:: What you are asked to do ::
The answer should consist of every line in the material below that has the word "BufReader".

+++

//! Relevance judgments: reading qrels files and linking them to queries.

use crate::error::{BenchError, Result};
use crate::model::{DocNo, DocumentIdIndex, Query, QueryNo, RelevanceJudgment};
use rayon::prelude::*;
use std::collections::{BTreeMap, HashMap, HashSet};
use std::fs::File;
use std::io::{BufRead, BufReader};
use std::path::Path;

/// Counters reported by [`link_relevance`].
#[derive(Debug, Clone, Copy, Default, PartialEq, Eq)]
pub struct LinkStats {
    pub files_read: usize,
    pub lines: usize,
    pub malformed: usize,
    pub relevant_linked: usize,
    pub unknown_queries: usize,
}

struct FileJudgments {
    lines: usize,
    malformed: usize,
    judgments: Vec<RelevanceJudgment>,
}

fn read_judgment_file(path: &Path) -> Option<FileJudgments> {
    if !path.exists() {
        tracing::warn!(path = %path.display(), "judgment file not found, skipping");
        return None;
    }
    if !path.is_file() {
        tracing::warn!(path = %path.display(), "judgment path is not a file, skipping");
        return None;
    }
    let file = match File::open(path) {
        Ok(f) => f,
        Err(err) => {
            tracing::warn!(path = %path.display(), %err, "judgment file unreadable, skipping");
            return None;
        }
    };
    tracing::debug!(path = %path.display(), "reading judgments");

    let mut out = FileJudgments { lines: 0, malformed: 0, judgments: Vec::new() };
    for line in BufReader::new(file).split(b'\n') {
        let line = match line {
            Ok(l) => l,
            Err(err) => {
                tracing::warn!(path = %path.display(), %err, "read error, rest of file ignored");
                break;
            }
        };
        out.lines += 1;
        match RelevanceJudgment::parse(&String::from_utf8_lossy(&line)) {
            Some(j) => out.judgments.push(j),
            None => out.malformed += 1,
        }
    }
    Some(out)
}

/// Read every readable judgment file, in parallel, keeping input order.
/// Fails only when no path at all could be opened.
fn read_all<P: AsRef<Path> + Sync>(paths: &[P]) -> Result<Vec<FileJudgments>> {
    let files: Vec<FileJudgments> = paths
        .par_iter()
        .map(|p| read_judgment_file(p.as_ref()))
        .collect::<Vec<_>>()
        .into_iter()
        .flatten()
        .collect();
    if files.is_empty() {
        return Err(BenchError::NoValidRelevanceInput { attempted: paths.len() });
    }
    Ok(files)
}

/// Append every relevant, known document to the matching query.
///
/// Judgments are applied in file order, then line order. A `(query, doc)`
/// pair repeated across files is appended once per occurrence; judgments for
/// unknown queries or unknown documents are ignored.
pub fn link_relevance<P: AsRef<Path> + Sync>(
    paths: &[P],
    queries: &mut [Query],
    doc_ids: &DocumentIdIndex,
) -> Result<LinkStats> {
    let files = read_all(paths)?;

    let mut position: HashMap<QueryNo, usize> = HashMap::with_capacity(queries.len());
    for (i, q) in queries.iter().enumerate() {
        position.entry(q.query_no.clone()).or_insert(i);
    }

    let mut stats = LinkStats { files_read: files.len(), ..LinkStats::default() };
    for file in files {
        stats.lines += file.lines;
        stats.malformed += file.malformed;
        for j in file.judgments {
            if !j.is_relevant() || !doc_ids.contains(&j.doc_no) {
                continue;
            }
            match position.get(&j.query_no) {
                Some(&i) => {
                    queries[i].add_relevant_doc(j.doc_no);
                    stats.relevant_linked += 1;
                }
                None => stats.unknown_queries += 1,
            }
        }
    }
    tracing::info!(
        files = stats.files_read,
        lines = stats.lines,
        malformed = stats.malformed,
        relevant = stats.relevant_linked,
        "relevance judgments linked"
    );
    Ok(stats)
}

/// Documents judged non-relevant (`relevance == 0`) per query, restricted to
/// known documents, deduplicated, in first-seen order.
pub fn collect_judged_negatives<P: AsRef<Path> + Sync>(
    paths: &[P],
    doc_ids: &DocumentIdIndex,
) -> Result<BTreeMap<QueryNo, Vec<DocNo>>> {
    let mut negatives: BTreeMap<QueryNo, Vec<DocNo>> = BTreeMap::new();
    let mut seen: HashSet<(QueryNo, DocNo)> = HashSet::new();
    for file in read_all(paths)? {
        for j in file.judgments {
            if !j.is_judged_non_relevant() || !doc_ids.contains(&j.doc_no) {
                continue;
            }
            if seen.insert((j.query_no.clone(), j.doc_no.clone())) {
                negatives.entry(j.query_no).or_default().push(j.doc_no);
            }
        }
    }
    Ok(negatives)
}

/// Relevant judgments per query that point at known documents.
///
/// Every query with at least one `relevance == 1` line appears, with count 0
/// when none of its relevant documents is in the collection.
pub fn relevance_counts<P: AsRef<Path> + Sync>(
    paths: &[P],
    doc_ids: &DocumentIdIndex,
) -> Result<BTreeMap<QueryNo, usize>> {
    let mut counts: BTreeMap<QueryNo, usize> = BTreeMap::new();
    for file in read_all(paths)? {
        for j in file.judgments.into_iter().filter(RelevanceJudgment::is_relevant) {
            let known = doc_ids.contains(&j.doc_no);
            let count = counts.entry(j.query_no).or_insert(0);
            if known {
                *count += 1;
            }
        }
    }
    Ok(counts)
}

+++

:: Response below ::
use std::io::{BufRead, BufReader};
    for line in BufReader::new(file).split(b'\n') {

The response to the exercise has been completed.